Segundo o ministro, a extensão territorial do país e as dificuldades logísticas da Amazônia tornam a região mais vulnerável do ponto de vista da defesa nacional. Ele destacou que o Brasil possui quase 17 mil quilômetros de fronteira terrestre e 8,5 mil quilômetros de área marítima, o que exige maior capacidade de resposta das Forças Armadas.

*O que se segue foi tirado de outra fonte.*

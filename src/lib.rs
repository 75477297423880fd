//! Flightcache - an in-process TTL/LRU cache with single-flight recomputation
//!
//! Bounds memory with least-recently-used eviction, expires entries by TTL,
//! and deduplicates concurrent recomputation so an expensive producer runs at
//! most once per key.

pub mod cache;
pub mod config;
pub mod error;

mod tasks;

pub use cache::{CacheEntry, CacheStats, CacheStore, FlightResult, TtlCache};
pub use config::CacheConfig;
pub use error::{CacheError, Result};
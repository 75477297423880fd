//! LRU Tracker Module
//!
//! Implements Least Recently Used tracking for cache eviction.

use std::collections::VecDeque;

// == LRU Tracker ==
/// Tracks access order for LRU eviction strategy.
///
/// Keys are stored in a VecDeque where:
/// - Front = Most recently used
/// - Back = Least recently used
///
/// The deque position doubles as the recency token: order is exactly the
/// order in which keys were touched, so eviction among same-timestamp entries
/// is deterministic (insertion order).
#[derive(Debug)]
pub struct LruTracker<K> {
    /// Order of keys by access time
    order: VecDeque<K>,
}

impl<K: Eq + Clone> LruTracker<K> {
    // == Constructor ==
    /// Creates a new empty LRU tracker.
    pub fn new() -> Self {
        Self {
            order: VecDeque::new(),
        }
    }

    // == Touch ==
    /// Marks a key as recently used (moves to front).
    ///
    /// If key exists, removes it first then adds to front.
    /// If key is new, just adds to front.
    pub fn touch(&mut self, key: &K) {
        self.remove(key);
        self.order.push_front(key.clone());
    }

    // == Remove ==
    /// Removes a key from the tracker.
    pub fn remove(&mut self, key: &K) {
        self.order.retain(|k| k != key);
    }

    // == Evict Oldest ==
    /// Returns and removes the least recently used key.
    ///
    /// Returns None if tracker is empty.
    pub fn evict_oldest(&mut self) -> Option<K> {
        self.order.pop_back()
    }

    // == Peek Oldest ==
    /// Returns the least recently used key without removing it.
    pub fn peek_oldest(&self) -> Option<&K> {
        self.order.back()
    }

    // == Iterate Oldest First ==
    /// Iterates keys from least to most recently used.
    ///
    /// Used to look for an expired victim before falling back to evicting a
    /// live entry.
    pub fn iter_oldest(&self) -> impl Iterator<Item = &K> {
        self.order.iter().rev()
    }

    // == Length ==
    /// Returns the number of tracked keys.
    pub fn len(&self) -> usize {
        self.order.len()
    }

    // == Is Empty ==
    pub fn is_empty(&self) -> bool {
        self.order.is_empty()
    }

    // == Contains ==
    /// Checks if a key is being tracked.
    #[allow(dead_code)]
    pub fn contains(&self, key: &K) -> bool {
        self.order.iter().any(|k| k == key)
    }

    // == Clear ==
    /// Drops all tracked keys.
    pub fn clear(&mut self) {
        self.order.clear();
    }
}

impl<K: Eq + Clone> Default for LruTracker<K> {
    fn default() -> Self {
        Self::new()
    }
}
//! Cache Module
//!
//! Provides in-memory caching with TTL expiration, LRU eviction and
//! single-flight recomputation.

mod entry;
mod flight;
mod lru;
mod stats;
mod store;
mod ttl;


// Re-export public types
pub use entry::CacheEntry;
pub use flight::FlightResult;
pub use lru::LruTracker;
pub use stats::CacheStats;
pub use store::CacheStore;
pub use ttl::TtlCache;

pub(crate) use ttl::CacheInner;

José Mucio citou um exercício militar realizado em Roraima, no ano passado, para exemplificar os desafios enfrentados na região. De acordo com ele, em uma simulação de invasão, navios enviados do Rio de Janeiro levaram cerca de 20 dias para chegar ao Norte, enquanto blindados do Exército demoraram 55 dias.
Para o ministro, a solução passa pela instalação de bases, estruturas permanentes e equipamentos de defesa já posicionados na Amazônia, evitando que a região dependa do deslocamento de tropas e embarcações de outras partes do país em situações de emergência.
Durante a agenda em Manaus, Mucio também defendeu a necessidade de previsibilidade orçamentária para a Defesa Nacional. Ele afirmou que o Brasil investe cerca de 1% do Produto Interno Bruto (PIB) no setor, percentual inferior ao de países vizinhos, como Colômbia e Chile.
O ministro ressaltou que os recursos destinados à defesa devem ser tratados como investimento estratégico de Estado, independentemente de posição política, por estarem ligados à soberania, à proteção do território e à segurança da população.
Inauguração do Ipeam
A visita de José Mucio a Manaus ocorreu durante a inauguração do Instituto de Pesquisas do Exército na Amazônia. O novo espaço terá como foco a formação de recursos humanos qualificados e o desenvolvimento de soluções tecnológicas voltadas à proteção, defesa e desenvolvimento sustentável da Amazônia Legal.
O instituto funcionará no Centro Regional de Manaus do Centro Gestor e Operacional do Sistema de Proteção da Amazônia (Censipam), órgão vinculado ao Ministério da Defesa.
Entre as áreas de atuação estão pesquisa, inovação, engenharia de defesa, inteligência artificial, biotecnologia, transição energética, tecnologias quânticas e cibernética. A proposta também inclui ações de extensão, como apoio a estudantes e professores de comunidades isoladas.
O Ipeam deverá atuar em parceria com instituições como a Universidade Federal do Amazonas (Ufam), a Universidade do Estado do Amazonas (UEA), o Instituto Federal do Amazonas (Ifam), Capes, CNPq e Fapeam.
Para o ministro, a instalação do instituto representa uma oportunidade de descentralizar a produção científica e tecnológica no país, permitindo que jovens pesquisadores da região Norte possam se qualificar e desenvolver projetos estratégicos sem precisar deixar a Amazônia.